◆ **DATA SUPPLIED**
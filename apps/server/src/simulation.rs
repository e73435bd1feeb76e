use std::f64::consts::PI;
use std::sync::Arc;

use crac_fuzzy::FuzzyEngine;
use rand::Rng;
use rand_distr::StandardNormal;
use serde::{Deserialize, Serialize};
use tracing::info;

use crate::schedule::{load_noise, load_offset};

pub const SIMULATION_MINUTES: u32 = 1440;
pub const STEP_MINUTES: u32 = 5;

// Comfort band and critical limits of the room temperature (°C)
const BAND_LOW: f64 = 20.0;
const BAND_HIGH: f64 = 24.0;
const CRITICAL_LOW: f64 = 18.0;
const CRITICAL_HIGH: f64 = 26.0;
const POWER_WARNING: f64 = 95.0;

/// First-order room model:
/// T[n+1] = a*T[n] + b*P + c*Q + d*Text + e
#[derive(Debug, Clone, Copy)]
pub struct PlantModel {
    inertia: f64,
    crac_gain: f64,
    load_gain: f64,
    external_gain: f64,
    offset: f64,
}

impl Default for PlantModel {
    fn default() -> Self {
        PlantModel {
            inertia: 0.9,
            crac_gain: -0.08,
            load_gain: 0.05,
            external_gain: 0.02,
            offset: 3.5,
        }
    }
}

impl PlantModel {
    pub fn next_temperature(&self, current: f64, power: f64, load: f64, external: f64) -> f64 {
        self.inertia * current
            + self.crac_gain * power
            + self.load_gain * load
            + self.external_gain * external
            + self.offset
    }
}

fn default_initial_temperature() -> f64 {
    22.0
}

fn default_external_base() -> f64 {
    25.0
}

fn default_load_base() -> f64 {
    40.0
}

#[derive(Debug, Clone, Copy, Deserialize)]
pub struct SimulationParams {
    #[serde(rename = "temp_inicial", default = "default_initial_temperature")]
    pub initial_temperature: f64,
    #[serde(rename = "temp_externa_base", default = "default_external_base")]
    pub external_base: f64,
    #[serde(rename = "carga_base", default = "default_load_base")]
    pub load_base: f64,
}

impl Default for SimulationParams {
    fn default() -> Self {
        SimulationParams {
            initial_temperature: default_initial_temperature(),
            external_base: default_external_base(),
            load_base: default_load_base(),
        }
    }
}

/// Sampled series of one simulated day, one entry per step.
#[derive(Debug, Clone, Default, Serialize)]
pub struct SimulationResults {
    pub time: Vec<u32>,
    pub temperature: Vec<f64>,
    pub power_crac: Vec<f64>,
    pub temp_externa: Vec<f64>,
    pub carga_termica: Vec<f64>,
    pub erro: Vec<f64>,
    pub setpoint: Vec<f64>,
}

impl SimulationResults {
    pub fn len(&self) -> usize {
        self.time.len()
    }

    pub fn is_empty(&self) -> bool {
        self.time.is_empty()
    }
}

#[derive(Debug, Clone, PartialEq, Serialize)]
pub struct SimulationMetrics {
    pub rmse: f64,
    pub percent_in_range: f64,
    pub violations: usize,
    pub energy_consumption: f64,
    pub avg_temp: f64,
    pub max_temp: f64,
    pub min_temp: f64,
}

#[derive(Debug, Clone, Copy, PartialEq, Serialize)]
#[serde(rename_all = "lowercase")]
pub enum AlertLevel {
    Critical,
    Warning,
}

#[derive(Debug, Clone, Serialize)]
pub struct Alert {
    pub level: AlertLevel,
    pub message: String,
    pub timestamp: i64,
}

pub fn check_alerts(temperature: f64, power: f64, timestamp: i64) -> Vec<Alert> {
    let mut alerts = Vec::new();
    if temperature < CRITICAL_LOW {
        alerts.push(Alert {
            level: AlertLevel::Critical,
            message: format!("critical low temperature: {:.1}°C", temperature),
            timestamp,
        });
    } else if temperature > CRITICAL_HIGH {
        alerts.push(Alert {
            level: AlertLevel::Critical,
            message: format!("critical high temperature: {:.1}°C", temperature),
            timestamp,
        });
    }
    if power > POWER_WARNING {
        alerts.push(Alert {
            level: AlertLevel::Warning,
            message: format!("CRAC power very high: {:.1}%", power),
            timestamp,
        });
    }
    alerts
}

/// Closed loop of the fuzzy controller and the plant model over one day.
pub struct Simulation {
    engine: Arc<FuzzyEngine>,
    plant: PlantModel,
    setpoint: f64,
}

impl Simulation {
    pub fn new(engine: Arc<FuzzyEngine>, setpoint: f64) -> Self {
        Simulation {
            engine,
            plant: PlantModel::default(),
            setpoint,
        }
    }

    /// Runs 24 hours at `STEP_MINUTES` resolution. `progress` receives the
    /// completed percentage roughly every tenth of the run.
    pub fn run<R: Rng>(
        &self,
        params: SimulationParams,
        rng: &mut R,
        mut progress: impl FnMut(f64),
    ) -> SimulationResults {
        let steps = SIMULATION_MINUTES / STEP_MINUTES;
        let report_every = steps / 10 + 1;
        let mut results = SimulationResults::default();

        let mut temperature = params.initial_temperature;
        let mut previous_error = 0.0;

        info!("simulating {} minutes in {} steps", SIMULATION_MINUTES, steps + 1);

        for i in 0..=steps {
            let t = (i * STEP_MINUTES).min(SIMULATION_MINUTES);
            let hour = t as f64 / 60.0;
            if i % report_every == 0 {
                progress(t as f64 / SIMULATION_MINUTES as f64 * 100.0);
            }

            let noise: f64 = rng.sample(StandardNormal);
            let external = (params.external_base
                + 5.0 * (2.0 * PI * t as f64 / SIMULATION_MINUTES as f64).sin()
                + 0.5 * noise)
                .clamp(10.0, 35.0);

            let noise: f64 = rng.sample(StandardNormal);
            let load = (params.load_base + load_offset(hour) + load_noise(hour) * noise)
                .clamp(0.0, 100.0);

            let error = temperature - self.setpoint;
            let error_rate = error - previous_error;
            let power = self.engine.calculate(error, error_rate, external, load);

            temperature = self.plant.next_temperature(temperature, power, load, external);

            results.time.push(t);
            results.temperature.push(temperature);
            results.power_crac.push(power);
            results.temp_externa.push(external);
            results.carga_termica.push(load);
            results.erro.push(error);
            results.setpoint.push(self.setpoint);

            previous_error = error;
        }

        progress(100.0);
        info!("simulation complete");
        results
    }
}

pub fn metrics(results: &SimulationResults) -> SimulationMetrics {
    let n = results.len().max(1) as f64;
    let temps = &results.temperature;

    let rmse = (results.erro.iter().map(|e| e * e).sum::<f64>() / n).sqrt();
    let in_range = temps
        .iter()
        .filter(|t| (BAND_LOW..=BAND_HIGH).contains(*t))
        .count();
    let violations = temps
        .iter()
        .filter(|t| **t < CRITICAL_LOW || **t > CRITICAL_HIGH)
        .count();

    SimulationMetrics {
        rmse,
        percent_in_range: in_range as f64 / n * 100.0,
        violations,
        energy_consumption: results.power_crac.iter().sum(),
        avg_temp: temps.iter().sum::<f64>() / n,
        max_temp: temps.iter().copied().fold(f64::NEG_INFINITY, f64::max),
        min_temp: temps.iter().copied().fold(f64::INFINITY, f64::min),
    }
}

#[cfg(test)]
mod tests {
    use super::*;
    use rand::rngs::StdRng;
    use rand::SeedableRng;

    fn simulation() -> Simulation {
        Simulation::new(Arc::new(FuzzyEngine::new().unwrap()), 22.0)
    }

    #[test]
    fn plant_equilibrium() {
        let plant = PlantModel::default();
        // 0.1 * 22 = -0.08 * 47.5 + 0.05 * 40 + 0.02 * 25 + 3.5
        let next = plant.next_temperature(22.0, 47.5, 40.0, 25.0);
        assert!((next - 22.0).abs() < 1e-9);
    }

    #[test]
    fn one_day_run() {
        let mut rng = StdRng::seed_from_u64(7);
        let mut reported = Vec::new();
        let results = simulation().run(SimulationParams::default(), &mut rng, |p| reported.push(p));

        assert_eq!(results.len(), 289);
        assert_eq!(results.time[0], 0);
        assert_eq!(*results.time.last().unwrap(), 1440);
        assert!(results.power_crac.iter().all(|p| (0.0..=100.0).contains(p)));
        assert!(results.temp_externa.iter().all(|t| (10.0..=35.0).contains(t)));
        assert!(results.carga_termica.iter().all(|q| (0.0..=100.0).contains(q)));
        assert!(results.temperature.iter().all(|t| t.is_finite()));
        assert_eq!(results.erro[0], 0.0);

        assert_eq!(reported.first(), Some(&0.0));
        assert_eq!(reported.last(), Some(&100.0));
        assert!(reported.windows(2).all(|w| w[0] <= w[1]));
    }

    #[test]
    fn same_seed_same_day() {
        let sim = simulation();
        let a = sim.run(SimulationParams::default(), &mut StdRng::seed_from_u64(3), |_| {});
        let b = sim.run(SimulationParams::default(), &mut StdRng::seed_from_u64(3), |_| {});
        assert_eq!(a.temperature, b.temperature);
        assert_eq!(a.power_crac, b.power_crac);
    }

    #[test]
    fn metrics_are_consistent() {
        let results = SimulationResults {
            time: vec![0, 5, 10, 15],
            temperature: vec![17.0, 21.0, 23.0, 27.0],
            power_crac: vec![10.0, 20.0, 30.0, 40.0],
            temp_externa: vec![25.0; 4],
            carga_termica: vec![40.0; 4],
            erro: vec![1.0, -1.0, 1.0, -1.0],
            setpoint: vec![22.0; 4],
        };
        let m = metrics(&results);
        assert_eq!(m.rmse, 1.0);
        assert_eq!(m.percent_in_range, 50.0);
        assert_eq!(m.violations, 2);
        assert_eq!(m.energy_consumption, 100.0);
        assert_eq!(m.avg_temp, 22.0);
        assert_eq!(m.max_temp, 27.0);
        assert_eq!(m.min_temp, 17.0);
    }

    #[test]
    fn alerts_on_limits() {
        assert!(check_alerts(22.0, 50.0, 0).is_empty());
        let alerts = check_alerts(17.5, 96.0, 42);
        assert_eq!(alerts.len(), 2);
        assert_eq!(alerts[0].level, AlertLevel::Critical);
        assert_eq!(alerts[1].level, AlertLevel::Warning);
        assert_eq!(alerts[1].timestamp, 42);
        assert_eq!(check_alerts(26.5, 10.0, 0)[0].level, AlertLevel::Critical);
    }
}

◆ **ASSIGNMENT**
State the number of lines in these entries where the word "format" occurs, without any other words.

◆ **OUTPUT FOR THIS TASK**
3